- _WHAT IS EXPECTED_
Out of the lines below, please list those that hold the string "expr".

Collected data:
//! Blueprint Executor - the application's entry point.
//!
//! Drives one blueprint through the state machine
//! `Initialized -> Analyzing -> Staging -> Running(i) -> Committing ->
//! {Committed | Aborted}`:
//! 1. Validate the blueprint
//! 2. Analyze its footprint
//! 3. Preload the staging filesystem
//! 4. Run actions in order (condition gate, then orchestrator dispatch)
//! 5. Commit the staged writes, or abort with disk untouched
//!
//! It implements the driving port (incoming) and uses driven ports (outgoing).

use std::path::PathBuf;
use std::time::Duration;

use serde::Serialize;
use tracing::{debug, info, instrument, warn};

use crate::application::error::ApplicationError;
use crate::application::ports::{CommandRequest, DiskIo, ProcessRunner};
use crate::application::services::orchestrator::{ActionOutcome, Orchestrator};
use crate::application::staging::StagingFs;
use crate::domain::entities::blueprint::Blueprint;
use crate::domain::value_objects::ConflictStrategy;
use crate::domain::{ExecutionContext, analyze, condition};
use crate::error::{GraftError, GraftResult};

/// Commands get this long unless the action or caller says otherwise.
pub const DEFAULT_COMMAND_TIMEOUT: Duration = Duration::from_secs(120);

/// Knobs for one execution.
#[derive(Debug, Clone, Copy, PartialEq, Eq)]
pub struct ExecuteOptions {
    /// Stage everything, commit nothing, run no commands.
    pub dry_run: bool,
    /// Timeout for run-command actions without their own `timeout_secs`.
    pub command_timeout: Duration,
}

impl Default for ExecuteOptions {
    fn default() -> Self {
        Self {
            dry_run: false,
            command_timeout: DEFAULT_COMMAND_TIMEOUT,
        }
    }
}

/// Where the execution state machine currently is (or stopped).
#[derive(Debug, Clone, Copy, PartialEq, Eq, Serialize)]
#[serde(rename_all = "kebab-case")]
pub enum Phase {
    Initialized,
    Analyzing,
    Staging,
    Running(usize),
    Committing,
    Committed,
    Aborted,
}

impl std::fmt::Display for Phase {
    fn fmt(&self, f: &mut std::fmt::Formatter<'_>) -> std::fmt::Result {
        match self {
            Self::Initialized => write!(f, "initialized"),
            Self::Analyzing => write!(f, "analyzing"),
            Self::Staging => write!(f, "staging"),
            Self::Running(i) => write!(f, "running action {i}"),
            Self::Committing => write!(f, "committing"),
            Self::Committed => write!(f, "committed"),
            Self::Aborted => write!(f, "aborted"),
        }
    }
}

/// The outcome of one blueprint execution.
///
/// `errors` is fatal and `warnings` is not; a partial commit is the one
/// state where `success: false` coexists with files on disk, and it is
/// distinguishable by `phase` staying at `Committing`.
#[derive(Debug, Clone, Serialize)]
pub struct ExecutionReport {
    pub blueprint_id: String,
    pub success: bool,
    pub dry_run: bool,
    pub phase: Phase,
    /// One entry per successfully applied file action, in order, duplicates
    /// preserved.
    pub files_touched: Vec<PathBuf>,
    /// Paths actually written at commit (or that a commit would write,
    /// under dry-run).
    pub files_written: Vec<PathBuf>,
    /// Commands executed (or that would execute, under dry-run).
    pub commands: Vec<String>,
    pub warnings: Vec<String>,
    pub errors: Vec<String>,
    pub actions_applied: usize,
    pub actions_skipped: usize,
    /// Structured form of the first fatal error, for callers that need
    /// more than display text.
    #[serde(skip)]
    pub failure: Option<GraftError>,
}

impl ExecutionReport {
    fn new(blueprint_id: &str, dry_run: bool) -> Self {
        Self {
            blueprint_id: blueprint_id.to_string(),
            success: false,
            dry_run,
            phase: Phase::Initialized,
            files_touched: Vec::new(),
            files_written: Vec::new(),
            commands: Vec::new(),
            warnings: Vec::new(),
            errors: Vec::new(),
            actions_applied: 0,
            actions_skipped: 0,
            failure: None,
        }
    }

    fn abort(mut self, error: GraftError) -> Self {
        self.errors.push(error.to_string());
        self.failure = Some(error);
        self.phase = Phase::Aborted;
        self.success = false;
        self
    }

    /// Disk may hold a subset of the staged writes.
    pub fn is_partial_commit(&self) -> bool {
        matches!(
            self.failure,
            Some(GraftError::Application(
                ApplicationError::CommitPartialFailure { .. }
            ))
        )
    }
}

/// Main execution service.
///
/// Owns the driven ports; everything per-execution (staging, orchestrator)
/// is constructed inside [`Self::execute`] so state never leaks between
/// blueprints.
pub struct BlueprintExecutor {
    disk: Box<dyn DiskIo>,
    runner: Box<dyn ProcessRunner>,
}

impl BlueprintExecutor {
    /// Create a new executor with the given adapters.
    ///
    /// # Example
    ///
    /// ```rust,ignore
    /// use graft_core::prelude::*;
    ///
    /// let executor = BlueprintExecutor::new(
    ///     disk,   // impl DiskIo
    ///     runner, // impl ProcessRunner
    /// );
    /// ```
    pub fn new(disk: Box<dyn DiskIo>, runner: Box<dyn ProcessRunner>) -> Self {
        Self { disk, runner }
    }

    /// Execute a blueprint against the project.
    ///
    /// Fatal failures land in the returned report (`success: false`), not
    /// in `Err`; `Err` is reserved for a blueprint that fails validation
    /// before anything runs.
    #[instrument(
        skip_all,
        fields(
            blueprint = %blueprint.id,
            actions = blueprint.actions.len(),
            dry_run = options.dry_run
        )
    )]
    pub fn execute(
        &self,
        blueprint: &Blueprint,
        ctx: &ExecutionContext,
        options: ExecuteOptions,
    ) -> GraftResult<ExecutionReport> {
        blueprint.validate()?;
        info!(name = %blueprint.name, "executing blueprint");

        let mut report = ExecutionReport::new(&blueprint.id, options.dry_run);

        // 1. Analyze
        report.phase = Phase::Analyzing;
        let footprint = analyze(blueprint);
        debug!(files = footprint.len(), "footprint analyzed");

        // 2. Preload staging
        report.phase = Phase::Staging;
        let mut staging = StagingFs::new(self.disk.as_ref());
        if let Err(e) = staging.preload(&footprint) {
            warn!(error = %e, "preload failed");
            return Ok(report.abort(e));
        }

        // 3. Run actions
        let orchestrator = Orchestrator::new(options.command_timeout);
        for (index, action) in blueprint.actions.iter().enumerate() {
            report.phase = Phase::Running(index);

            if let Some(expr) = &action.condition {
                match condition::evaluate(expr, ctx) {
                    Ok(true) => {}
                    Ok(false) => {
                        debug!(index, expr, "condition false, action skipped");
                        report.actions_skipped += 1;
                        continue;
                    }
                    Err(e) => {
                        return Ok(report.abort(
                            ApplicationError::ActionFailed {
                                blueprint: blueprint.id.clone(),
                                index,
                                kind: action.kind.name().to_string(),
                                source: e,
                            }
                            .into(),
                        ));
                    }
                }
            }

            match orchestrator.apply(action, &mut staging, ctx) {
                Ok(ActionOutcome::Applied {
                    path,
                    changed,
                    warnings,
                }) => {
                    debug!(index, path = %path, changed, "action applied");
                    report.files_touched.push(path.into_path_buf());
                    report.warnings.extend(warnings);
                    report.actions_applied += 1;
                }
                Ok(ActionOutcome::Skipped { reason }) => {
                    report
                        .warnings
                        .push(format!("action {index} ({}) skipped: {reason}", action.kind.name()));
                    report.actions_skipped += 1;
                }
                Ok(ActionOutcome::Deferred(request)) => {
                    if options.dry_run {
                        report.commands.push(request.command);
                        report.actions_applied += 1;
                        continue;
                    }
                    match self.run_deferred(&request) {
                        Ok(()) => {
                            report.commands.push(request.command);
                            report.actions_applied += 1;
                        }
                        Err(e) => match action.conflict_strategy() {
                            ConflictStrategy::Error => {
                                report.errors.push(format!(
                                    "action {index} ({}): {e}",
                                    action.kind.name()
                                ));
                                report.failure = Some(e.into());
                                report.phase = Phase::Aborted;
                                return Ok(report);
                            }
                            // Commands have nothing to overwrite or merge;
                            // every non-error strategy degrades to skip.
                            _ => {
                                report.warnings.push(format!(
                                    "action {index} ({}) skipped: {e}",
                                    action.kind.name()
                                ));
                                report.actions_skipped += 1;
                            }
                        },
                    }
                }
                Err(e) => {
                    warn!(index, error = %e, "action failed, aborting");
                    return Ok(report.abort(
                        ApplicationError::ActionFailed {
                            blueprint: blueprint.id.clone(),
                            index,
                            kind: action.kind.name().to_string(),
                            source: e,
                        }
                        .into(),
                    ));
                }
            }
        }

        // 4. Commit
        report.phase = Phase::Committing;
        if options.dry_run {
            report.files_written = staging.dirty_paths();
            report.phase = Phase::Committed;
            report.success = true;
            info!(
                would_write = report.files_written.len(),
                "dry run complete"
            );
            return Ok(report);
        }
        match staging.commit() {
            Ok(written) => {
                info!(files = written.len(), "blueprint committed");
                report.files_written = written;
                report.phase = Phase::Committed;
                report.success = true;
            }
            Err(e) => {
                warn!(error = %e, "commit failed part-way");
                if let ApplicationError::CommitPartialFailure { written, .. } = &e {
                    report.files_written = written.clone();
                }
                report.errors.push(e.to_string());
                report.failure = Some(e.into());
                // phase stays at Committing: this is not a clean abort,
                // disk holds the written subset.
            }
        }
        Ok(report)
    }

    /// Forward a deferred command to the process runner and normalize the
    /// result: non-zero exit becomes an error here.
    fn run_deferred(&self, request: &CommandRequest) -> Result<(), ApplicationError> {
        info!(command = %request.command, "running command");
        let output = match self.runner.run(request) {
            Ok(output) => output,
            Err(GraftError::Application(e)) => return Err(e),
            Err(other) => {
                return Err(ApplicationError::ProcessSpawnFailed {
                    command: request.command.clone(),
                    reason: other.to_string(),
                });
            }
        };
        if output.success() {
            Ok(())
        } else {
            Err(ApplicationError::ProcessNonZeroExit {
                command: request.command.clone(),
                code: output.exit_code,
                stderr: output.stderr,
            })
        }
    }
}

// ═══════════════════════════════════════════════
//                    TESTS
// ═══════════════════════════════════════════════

- _EXERCISE RESPONSE_
            if let Some(expr) = &action.condition {
                match condition::evaluate(expr, ctx) {
                        debug!(index, expr, "condition false, action skipped");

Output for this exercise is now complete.